Weaning of maintenance immunosuppressive therapy in lupus nephritis (WIN-Lupus): results of a multicentre randomised controlled trial
ObjectivesLupus nephritis (LN) is a frequent complication of systemic lupus erythematosus (SLE). Severe (proliferative) forms of LN are treated with induction immunosuppressive therapy (IST), followed by maintenance IST, to target remission and avoid relapses. The optimal duration of maintenance IST is unknown. The WIN-Lupus trial tested whether IST discontinuation after 2‒3 years was non-inferior to IST continuation for two more years in proliferative LN.MethodsWIN-Lupus was an investigator-initiated multicentre randomised controlled trial.

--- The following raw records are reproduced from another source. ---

use crate::errors::FeatureError;
use std::collections::BTreeMap;
use std::fs::File;
use std::io::{BufReader, Read};
use std::path::Path;

/// Year-bucketed, brand-keyed presumed-income lookup table.
///
/// Loaded once from a JSON document of the shape
/// `{"2015": {"HSBC": {"0": 1200.0, ...}, ...}, ...}` and immutable for the
/// lifetime of a pipeline run. Year keys are a sparse, sorted set; queries
/// resolve to the greatest year at or below the query year. Every lookup
/// returns an explicit `Option` so a missing entry is never confused with a
/// present zero.
#[derive(Debug, Clone)]
pub struct PresumedIncomeTable {
    /// Sorted ascending; drives `year_bucket` resolution.
    years: Vec<i32>,
    entries: BTreeMap<i32, BTreeMap<String, BTreeMap<i64, f64>>>,
}

impl PresumedIncomeTable {
    /// Reads and validates the table from a JSON document.
    ///
    /// Year keys must parse as integers and value-bucket keys as integers;
    /// anything else is an `InvalidRecord` rather than a silent skip.
    pub fn from_reader<R: Read>(reader: R) -> Result<Self, FeatureError> {
        let raw: BTreeMap<String, BTreeMap<String, BTreeMap<String, f64>>> =
            serde_json::from_reader(reader)?;

        let mut entries = BTreeMap::new();
        for (year_key, brands) in raw {
            let year: i32 = year_key.parse().map_err(|_| {
                FeatureError::InvalidRecord(format!(
                    "lookup-table year key '{}' is not an integer",
                    year_key
                ))
            })?;

            let mut brand_map = BTreeMap::new();
            for (brand, buckets) in brands {
                let mut bucket_map = BTreeMap::new();
                for (bucket_key, income) in buckets {
                    let bucket: i64 = bucket_key.parse().map_err(|_| {
                        FeatureError::InvalidRecord(format!(
                            "lookup-table bucket key '{}' under {}/{} is not an integer",
                            bucket_key, year_key, brand
                        ))
                    })?;
                    bucket_map.insert(bucket, income);
                }
                brand_map.insert(brand, bucket_map);
            }
            entries.insert(year, brand_map);
        }

        let years: Vec<i32> = entries.keys().copied().collect();
        tracing::debug!(
            "Presumed-income table loaded: {} year bucket(s)",
            years.len()
        );

        Ok(PresumedIncomeTable { years, entries })
    }

    pub fn from_path(path: &Path) -> Result<Self, FeatureError> {
        let file = File::open(path)?;
        Self::from_reader(BufReader::new(file))
    }

    /// Convenience for tests and embedded tables.
    pub fn from_value(value: serde_json::Value) -> Result<Self, FeatureError> {
        Self::from_reader(value.to_string().as_bytes())
    }

    /// Sorted year buckets present in the table.
    pub fn years(&self) -> &[i32] {
        &self.years
    }

    /// Greatest table year at or below `year`, if any.
    pub fn year_bucket(&self, year: i32) -> Option<i32> {
        let idx = self.years.partition_point(|y| *y <= year);
        if idx == 0 {
            None
        } else {
            Some(self.years[idx - 1])
        }
    }

    /// Income for an exact (year bucket, brand, value bucket) triple.
    ///
    /// `None` means the entry is genuinely absent from the table; the
    /// caller decides whether that is fatal or a defaultable miss.
    pub fn income(&self, year_bucket: i32, brand: &str, bucket: i64) -> Option<f64> {
        self.entries
            .get(&year_bucket)?
            .get(brand)?
            .get(&bucket)
            .copied()
    }

    /// Brand tokens available under one year bucket.
    pub fn brand_tokens(&self, year_bucket: i32) -> Vec<&str> {
        self.entries
            .get(&year_bucket)
            .map(|brands| brands.keys().map(String::as_str).collect())
            .unwrap_or_default()
    }
}

#[cfg(test)]
mod tests {
    use super::*;
    use serde_json::json;

    fn sample() -> PresumedIncomeTable {
        PresumedIncomeTable::from_value(json!({
            "2018": {"HSBC": {"0": 0.0, "1": 1500.0}},
            "2020": {"HSBC": {"1": 1800.0}},
        }))
        .unwrap()
    }

    #[test]
    fn year_bucket_picks_greatest_at_or_below() {
        let table = sample();
        assert_eq!(table.year_bucket(2019), Some(2018));
        assert_eq!(table.year_bucket(2020), Some(2020));
        assert_eq!(table.year_bucket(2025), Some(2020));
    }

    #[test]
    fn year_bucket_is_none_below_all_keys() {
        let table = sample();
        assert_eq!(table.year_bucket(2017), None);
    }

    #[test]
    fn missing_entry_is_distinct_from_present_zero() {
        let table = sample();
        assert_eq!(table.income(2018, "HSBC", 0), Some(0.0));
        assert_eq!(table.income(2018, "HSBC", 2), None);
        assert_eq!(table.income(2018, "PERS", 1), None);
    }

    #[test]
    fn non_integer_year_key_is_rejected() {
        let result = PresumedIncomeTable::from_value(json!({
            "two-thousand": {"HSBC": {"1": 100.0}},
        }));
        assert!(matches!(result, Err(FeatureError::InvalidRecord(_))));
    }

    #[test]
    fn non_integer_bucket_key_is_rejected() {
        let result = PresumedIncomeTable::from_value(json!({
            "2018": {"HSBC": {"many": 100.0}},
        }));
        assert!(matches!(result, Err(FeatureError::InvalidRecord(_))));
    }
}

Patients receiving maintenance IST with azathioprine or mycophenolate mofetil for 2–3 years, and hydroxychloroquine, were randomised (1:1) into two groups: (1) IST continuation and (2) IST discontinuation. The primary endpoint was the relapse rate of proliferative LN at 24 months. Main secondary endpoints were the rate of severe SLE flares, survival without renal relapse or severe flare, adverse events.ResultsBetween 2011 and 2016, 96 patients (out of 200 planned) were randomised in WIN-Lupus: IST continuation group (n=48), IST discontinuation group (n=48). Relapse of proliferative LN occurred in 5/40 (12.5%) patients with IST continuation and in 12/44 (27.3%) patients with IST discontinuation (difference 14.8% (95% CI −1.9 to 31.5)). Non-inferiority was not demonstrated for relapse rate; time to relapse did not differ between the groups. Severe SLE flares (renal or extrarenal) were less frequent in patients with IST continuation (5/40 vs 14/44 patients; p=0.035). Adverse events did not differ between the groups.ConclusionsNon-inferiority of maintenance IST discontinuation after 2‒3 years was not demonstrated for renal relapse. IST discontinuation was associated with a higher risk of severe SLE flares.Trial registration number NCT01284725.